Вторая («святая») неделя «прямых святок» длилась с 14 по 19 января н. ст. Для деревенской молодежи она была наполнена гаданиями, преимущественно о свадьбе, и хождениями «свадебными» ряжеными. Главными персонажами ряженых на «святой» неделе были «жених» и «невеста». Жениха играла обычно девушка, а невесту – парень. «Жениха» в мужском одеянии выделяла повязанная на шею косынка или платок и украшенная ленточками шапка. «Невеста» среди ряженых была всегда самой нарядной дамой. Ее одеяние состояло из сарафана с надетыми под него пятью-шестью, а иногда и 12 одна поверх другой сорочками с вышитыми подолами и свисающих из-под повязанного на голову полотенца широких разноцветных лент. Из кудели изготовлялись огромный бюст и накладки на бедра. Остальные ряженые изображали второстепенных участников свадьбы – «дружку» с кнутом, «мать» и «отца» и других. «Девушка» с удочкой в руке обычно изображала «рыбака», ведь рыбный промысел для водлозеров часто бывал более важным занятием, чем земледелие. Имеется единичное свидетельство, что ряженые в этот период являлись в дома с «козлом» на веревке (НАКНЦ, ф. 1, оп. 50, д. 1135, л. 25). Козел в русской традиционной символике, как известно, был связан с идеей плодородия. Да и в целом вся свадебная символика ряженья «святой» недели водлозеров на мифоритуальном уровне была нацелена на умножение приплода и богатства.

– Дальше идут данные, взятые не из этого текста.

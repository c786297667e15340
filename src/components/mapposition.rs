use bevy_ecs::prelude::Component;

/// Top-left position in logical screen pixels.
#[derive(Component, Clone, Copy, Debug, PartialEq)]
pub struct MapPosition {
    pub x: f32,
    pub y: f32,
}

impl MapPosition {
    pub fn new(x: f32, y: f32) -> Self {
        Self { x, y }
    }

    /// Integer pixel position, truncated toward zero.
    pub fn pixel(&self) -> (i32, i32) {
        (self.x as i32, self.y as i32)
    }
}

#[cfg(test)]
mod tests {
    use super::*;

    #[test]
    fn test_pixel_truncates() {
        assert_eq!(MapPosition::new(100.99, 5.5).pixel(), (100, 5));
        assert_eq!(MapPosition::new(0.999, 0.0).pixel(), (0, 0));
        assert_eq!(MapPosition::new(-0.5, -1.5).pixel(), (0, -1));
    }
}
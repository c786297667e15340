//! Game state systems.
use bevy_ecs::prelude::*;

use crate::events::input::InputAction;
use crate::resources::gamestate::{GameState, GameStates};
use crate::resources::input::InputState;

/// Run condition: true while the game is in [`GameStates::Running`].
pub fn state_is_running(state: Res<GameState>) -> bool {
    state.is_running()
}

/// Terminate the game once the back action is held. Runs after drawing, so
/// the frame in which back is pressed is still presented.
pub fn check_back_action(input: Res<InputState>, mut state: ResMut<GameState>) {
    if input.is_down(InputAction::Back) && state.is_running() {
        state.set(GameStates::Terminated);
    }
}
//! Input-to-position controller.
//!
//! Moves every active [`InputControlled`] sprite by its speed times the frame
//! delta along the held directions, then clamps it inside the logical screen.
//! There is no diagonal normalisation: each axis moves at its own full speed.
use bevy_ecs::prelude::*;

use crate::components::inputcontrolled::InputControlled;
use crate::components::mapposition::MapPosition;
use crate::components::rigidbody::RigidBody;
use crate::components::sprite::Sprite;
use crate::resources::input::InputState;
use crate::resources::screensize::ScreenSize;
use crate::resources::worldtime::WorldTime;

/// Unit direction per axis from the held actions.
///
/// Right is checked before left and up before down, so when both keys of an
/// axis are held, left and down win.
pub fn input_direction(input: &InputState) -> (f32, f32) {
    let mut dx = 0.0;
    let mut dy = 0.0;
    if input.right {
        dx = 1.0;
    }
    if input.left {
        dx = -1.0;
    }
    if input.up {
        dy = -1.0;
    }
    if input.down {
        dy = 1.0;
    }
    (dx, dy)
}

/// Keep a `width`×`height` box at `pos` within `[0, w-width]×[0, h-height]`.
///
/// A box larger than the screen is pinned to the origin.
pub fn clamp_to_screen(pos: &mut MapPosition, width: i32, height: i32, screen: ScreenSize) {
    let max_x = (screen.w - width).max(0) as f32;
    let max_y = (screen.h - height).max(0) as f32;
    pos.x = pos.x.clamp(0.0, max_x);
    pos.y = pos.y.clamp(0.0, max_y);
}

pub fn input_controller(
    mut query: Query<(&mut MapPosition, &Sprite, &RigidBody), With<InputControlled>>,
    input: Res<InputState>,
    time: Res<WorldTime>,
    screen: Res<ScreenSize>,
) {
    let (dx, dy) = input_direction(&input);
    for (mut pos, sprite, body) in query.iter_mut() {
        if !sprite.active {
            continue;
        }
        pos.x += dx * body.speed_x * time.delta;
        pos.y += dy * body.speed_y * time.delta;
        clamp_to_screen(&mut pos, sprite.width, sprite.height, *screen);
    }
}
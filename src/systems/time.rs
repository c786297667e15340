//! Time update system.
//!
//! Advances the [`Clock`](crate::resources::clock::Clock) and mirrors the
//! resulting delta into the shared
//! [`WorldTime`](crate::resources::worldtime::WorldTime) resource.
use bevy_ecs::prelude::*;

use crate::resources::clock::Clock;
use crate::resources::worldtime::WorldTime;

/// Update elapsed and delta seconds on the `WorldTime` resource.
///
/// `dt` is expected to be the unscaled frame delta in seconds. The system
/// applies the current `time_scale` and writes both `elapsed` and `delta`.
pub fn update_world_time(world: &mut World, dt: f32) {
    let mut wt = world.resource_mut::<WorldTime>();
    let scaled_dt = dt * wt.time_scale;
    wt.elapsed += scaled_dt;
    wt.delta = scaled_dt;
    wt.frame_count += 1;
}

/// Tick the frame clock at `now_ms` and publish the delta to `WorldTime`.
///
/// Returns the raw (unscaled) delta.
pub fn tick_clock(world: &mut World, now_ms: u64) -> f32 {
    let dt = world.resource_mut::<Clock>().tick(now_ms);
    update_world_time(world, dt);
    dt
}
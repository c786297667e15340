//! Game configuration resource.
//!
//! Manages game settings loaded from an INI configuration file. Every value
//! has a default, so a missing file or key still yields a playable setup.
//!
//! # Configuration File Format
//!
//! ```ini
//! [render]
//! width = 368
//! height = 240
//! scale = 3
//! filter = nearest
//!
//! [window]
//! title = game
//! vsync = true
//! target_fps = 0
//!
//! [background]
//! r = 0
//! g = 0
//! b = 100
//!
//! [assets]
//! spritesheet = data/spritesheet1.bmp
//! tilesheet = data/tilesheet1.bmp
//! level = level1.tmx
//!
//! [tilemap]
//! width = 40
//! height = 14
//! scroll_mode = wrap
//! scroll_speed = 15
//!
//! [input]
//! back = escape
//! fire1 = d
//! ```

use bevy_ecs::prelude::*;
use configparser::ini::Ini;
use log::{info, warn};
use std::path::PathBuf;

use crate::events::input::InputAction;
use crate::resources::keymap::{KeyMap, parse_key_name};
use crate::resources::rendertarget::RenderFilter;
use crate::resources::tilemap::{DEFAULT_SCROLL_SPEED, ScrollMode};

const DEFAULT_RENDER_WIDTH: u32 = 368;
const DEFAULT_RENDER_HEIGHT: u32 = 240;
const DEFAULT_SCALE: u32 = 3;
const DEFAULT_TITLE: &str = "game";
const DEFAULT_TARGET_FPS: u32 = 0;
const DEFAULT_VSYNC: bool = true;
const DEFAULT_CLEAR_COLOR: (u8, u8, u8) = (0, 0, 100);
const DEFAULT_SPRITESHEET: &str = "data/spritesheet1.bmp";
const DEFAULT_TILESHEET: &str = "data/tilesheet1.bmp";
const DEFAULT_LEVEL: &str = "level1.tmx";
const DEFAULT_TILEMAP_WIDTH: i32 = 40;
const DEFAULT_TILEMAP_HEIGHT: i32 = 14;
const DEFAULT_CONFIG_PATH: &str = "./config.ini";

#[derive(Resource, Debug, Clone)]
pub struct GameConfig {
    /// Logical render width in pixels.
    pub render_width: u32,
    /// Logical render height in pixels.
    pub render_height: u32,
    /// Integer window upscale factor.
    pub scale: u32,
    pub filter: RenderFilter,
    pub title: String,
    /// Enable vertical sync.
    pub vsync: bool,
    /// Frame cap; 0 leaves pacing to vsync.
    pub target_fps: u32,
    /// Backbuffer clear colour (r, g, b).
    pub clear_color: (u8, u8, u8),
    pub spritesheet_path: PathBuf,
    pub tilesheet_path: PathBuf,
    pub level_path: PathBuf,
    /// Tilemap size in tiles.
    pub tilemap_width: i32,
    pub tilemap_height: i32,
    pub scroll_mode: ScrollMode,
    pub scroll_speed: f32,
    pub keymap: KeyMap,
    /// Path to the configuration file.
    pub config_path: PathBuf,
}

impl Default for GameConfig {
    fn default() -> Self {
        Self::new()
    }
}

impl GameConfig {
    /// Create a new configuration with default values.
    pub fn new() -> Self {
        Self {
            render_width: DEFAULT_RENDER_WIDTH,
            render_height: DEFAULT_RENDER_HEIGHT,
            scale: DEFAULT_SCALE,
            filter: RenderFilter::default(),
            title: DEFAULT_TITLE.to_string(),
            vsync: DEFAULT_VSYNC,
            target_fps: DEFAULT_TARGET_FPS,
            clear_color: DEFAULT_CLEAR_COLOR,
            spritesheet_path: PathBuf::from(DEFAULT_SPRITESHEET),
            tilesheet_path: PathBuf::from(DEFAULT_TILESHEET),
            level_path: PathBuf::from(DEFAULT_LEVEL),
            tilemap_width: DEFAULT_TILEMAP_WIDTH,
            tilemap_height: DEFAULT_TILEMAP_HEIGHT,
            scroll_mode: ScrollMode::default(),
            scroll_speed: DEFAULT_SCROLL_SPEED,
            keymap: KeyMap::default(),
            config_path: PathBuf::from(DEFAULT_CONFIG_PATH),
        }
    }

    /// Create a new configuration with a custom config file path.
    pub fn with_path(path: impl Into<PathBuf>) -> Self {
        Self {
            config_path: path.into(),
            ..Self::new()
        }
    }

    /// Load configuration from the INI file.
    ///
    /// Missing values retain their current (default) values.
    /// Returns an error if the file cannot be read or parsed.
    pub fn load_from_file(&mut self) -> Result<(), String> {
        let mut config = Ini::new();
        config
            .load(&self.config_path)
            .map_err(|e| format!("Failed to load config file: {}", e))?;
        self.apply_ini(&config);
        Ok(())
    }

    /// Load configuration from INI text.
    pub fn load_from_str(&mut self, text: &str) -> Result<(), String> {
        let mut config = Ini::new();
        config
            .read(text.to_string())
            .map_err(|e| format!("Failed to parse config: {}", e))?;
        self.apply_ini(&config);
        Ok(())
    }

    fn apply_ini(&mut self, config: &Ini) {
        // [render] section
        // raylib takes dimensions as i32
        if let Some(width) = read_uint::<i32>(config, "render", "width") {
            self.render_width = width as u32;
        }
        if let Some(height) = read_uint::<i32>(config, "render", "height") {
            self.render_height = height as u32;
        }
        if let Some(scale) = read_uint::<u32>(config, "render", "scale") {
            if scale >= 1 {
                self.scale = scale;
            } else {
                warn!("Ignoring render scale 0");
            }
        }
        if let Some(name) = config.get("render", "filter") {
            match RenderFilter::parse(&name) {
                Some(filter) => self.filter = filter,
                None => warn!("Unknown render filter '{}'", name),
            }
        }

        // [window] section
        if let Some(title) = config.get("window", "title") {
            self.title = title;
        }
        if let Some(fps) = read_uint::<u32>(config, "window", "target_fps") {
            self.target_fps = fps;
        }
        if let Some(vsync) = config.getbool("window", "vsync").ok().flatten() {
            self.vsync = vsync;
        }

        // [background] section
        let channel = |key: &str, current: u8| -> u8 {
            read_uint::<u8>(config, "background", key).unwrap_or(current)
        };
        self.clear_color = (
            channel("r", self.clear_color.0),
            channel("g", self.clear_color.1),
            channel("b", self.clear_color.2),
        );

        // [assets] section
        if let Some(path) = config.get("assets", "spritesheet") {
            self.spritesheet_path = PathBuf::from(path);
        }
        if let Some(path) = config.get("assets", "tilesheet") {
            self.tilesheet_path = PathBuf::from(path);
        }
        if let Some(path) = config.get("assets", "level") {
            self.level_path = PathBuf::from(path);
        }

        // [tilemap] section
        if let Some(width) = read_uint::<i32>(config, "tilemap", "width") {
            self.tilemap_width = width;
        }
        if let Some(height) = read_uint::<i32>(config, "tilemap", "height") {
            self.tilemap_height = height;
        }
        if let Some(name) = config.get("tilemap", "scroll_mode") {
            match ScrollMode::parse(&name) {
                Some(mode) => self.scroll_mode = mode,
                None => warn!("Unknown scroll mode '{}'", name),
            }
        }
        if let Some(speed) = config.getfloat("tilemap", "scroll_speed").ok().flatten() {
            self.scroll_speed = speed as f32;
        }

        // [input] section
        for action in InputAction::ALL {
            if let Some(name) = config.get("input", action.config_name()) {
                match parse_key_name(&name) {
                    Some(key) => self.keymap.rebind(action, key),
                    None => warn!("Unknown key '{}' for action '{}'", name, action.config_name()),
                }
            }
        }

        info!(
            "Loaded config: {}x{} render, scale {}, vsync={}, tilemap {}x{} ({:?})",
            self.render_width,
            self.render_height,
            self.scale,
            self.vsync,
            self.tilemap_width,
            self.tilemap_height,
            self.scroll_mode
        );
    }

    /// Window size in pixels (logical resolution times scale), or `None` if
    /// it does not fit raylib's `i32` dimensions.
    pub fn window_size(&self) -> Option<(i32, i32)> {
        let width = self.render_width.checked_mul(self.scale)?;
        let height = self.render_height.checked_mul(self.scale)?;
        Some((i32::try_from(width).ok()?, i32::try_from(height).ok()?))
    }
}

/// Read an unsigned key and narrow it to `T`. Out-of-range values are logged
/// and ignored.
fn read_uint<T: TryFrom<u64>>(config: &Ini, section: &str, key: &str) -> Option<T> {
    let raw = config.getuint(section, key).ok().flatten()?;
    match T::try_from(raw) {
        Ok(value) => Some(value),
        Err(_) => {
            warn!("Ignoring out of range [{}] {} = {}", section, key, raw);
            None
        }
    }
}

#[cfg(test)]
mod tests {
    use super::*;
    use raylib::prelude::KeyboardKey;

    #[test]
    fn test_defaults() {
        let config = GameConfig::new();
        assert_eq!((config.render_width, config.render_height), (368, 240));
        assert_eq!(config.scale, 3);
        assert_eq!(config.window_size(), Some((1104, 720)));
        assert_eq!(config.clear_color, (0, 0, 100));
        assert_eq!(config.scroll_mode, ScrollMode::Wrap);
        assert_eq!(config.scroll_speed, 15.0);
        assert_eq!((config.tilemap_width, config.tilemap_height), (40, 14));
        assert_eq!(config.spritesheet_path, PathBuf::from("data/spritesheet1.bmp"));
    }

    #[test]
    fn test_load_overrides_only_present_keys() {
        let mut config = GameConfig::new();
        config
            .load_from_str(
                "[render]\nscale = 2\n\n[tilemap]\nscroll_mode = pingpong\nscroll_speed = 30.5\n\n[background]\nb = 40\n",
            )
            .unwrap();
        assert_eq!(config.scale, 2);
        assert_eq!(config.render_width, 368);
        assert_eq!(config.scroll_mode, ScrollMode::PingPong);
        assert_eq!(config.scroll_speed, 30.5);
        assert_eq!(config.clear_color, (0, 0, 40));
    }

    #[test]
    fn test_invalid_values_keep_defaults() {
        let mut config = GameConfig::new();
        config
            .load_from_str("[render]\nscale = 0\nfilter = blurry\n\n[tilemap]\nscroll_mode = sideways\n")
            .unwrap();
        assert_eq!(config.scale, 3);
        assert_eq!(config.filter, RenderFilter::Nearest);
        assert_eq!(config.scroll_mode, ScrollMode::Wrap);
    }

    #[test]
    fn test_input_section_rebinds_keys() {
        let mut config = GameConfig::new();
        config
            .load_from_str("[input]\nfire1 = space\nstart = enter\nback = nonsense\n")
            .unwrap();
        let map = &config.keymap;
        assert_eq!(
            map.action_for(KeyboardKey::KEY_SPACE as i32),
            Some(InputAction::Fire1)
        );
        assert_eq!(map.action_for(KeyboardKey::KEY_D as i32), None);
        assert_eq!(
            map.action_for(KeyboardKey::KEY_ENTER as i32),
            Some(InputAction::Start)
        );
        // Unknown key name leaves the default binding in place.
        assert_eq!(
            map.action_for(KeyboardKey::KEY_ESCAPE as i32),
            Some(InputAction::Back)
        );
    }

    #[test]
    fn test_missing_file_is_an_error() {
        let mut config = GameConfig::with_path("./definitely/not/here.ini");
        assert!(config.load_from_file().is_err());
        assert_eq!(config.scale, 3);
    }

    #[test]
    fn test_out_of_range_values_keep_defaults() {
        let mut config = GameConfig::new();
        config
            .load_from_str(
                "[render]\nwidth = 4294967664\nscale = 8589934595\n\n[window]\ntarget_fps = 4294967356\n\n[background]\nr = 300\n\n[tilemap]\nheight = 2147483648\n",
            )
            .unwrap();
        assert_eq!(config.render_width, 368);
        assert_eq!(config.scale, 3);
        assert_eq!(config.target_fps, 0);
        assert_eq!(config.clear_color, (0, 0, 100));
        assert_eq!(config.tilemap_height, 14);
    }

    #[test]
    fn test_window_size_overflow_is_none() {
        let config = GameConfig {
            render_width: 1 << 20,
            scale: 1 << 12,
            ..GameConfig::new()
        };
        assert_eq!(config.window_size(), None);

        let config = GameConfig {
            render_width: u32::MAX,
            scale: 2,
            ..GameConfig::new()
        };
        assert_eq!(config.window_size(), None);
    }
}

Традиция ряженья в Водлозерье сохранялась до второй половины 1990-х гг. (НАКНЦ, ф. 1, оп. 6, д. 710, л. 48). В 1980-е гг., в период горбачевского «сухого закона», к жителям деревни Кевасалма ежегодно являлся нетрадиционный персонаж, изображавший пьяницу с початой бутылкой водки в руках (НАКНЦ, ф. 1, оп. 6, д. 710, л. 48). Выглядело это очень комично. Но особенно бурно зрители смеялись, когда однажды «пьяница» случайно разбил свою бутылку и начал в панике собирать в ковшик жидкость, пролившуюся на грязную клеенку на полу у печи. Нынешние хождения ряженых в Куганаволоке на святки происходят по инициативе заведующего клубом.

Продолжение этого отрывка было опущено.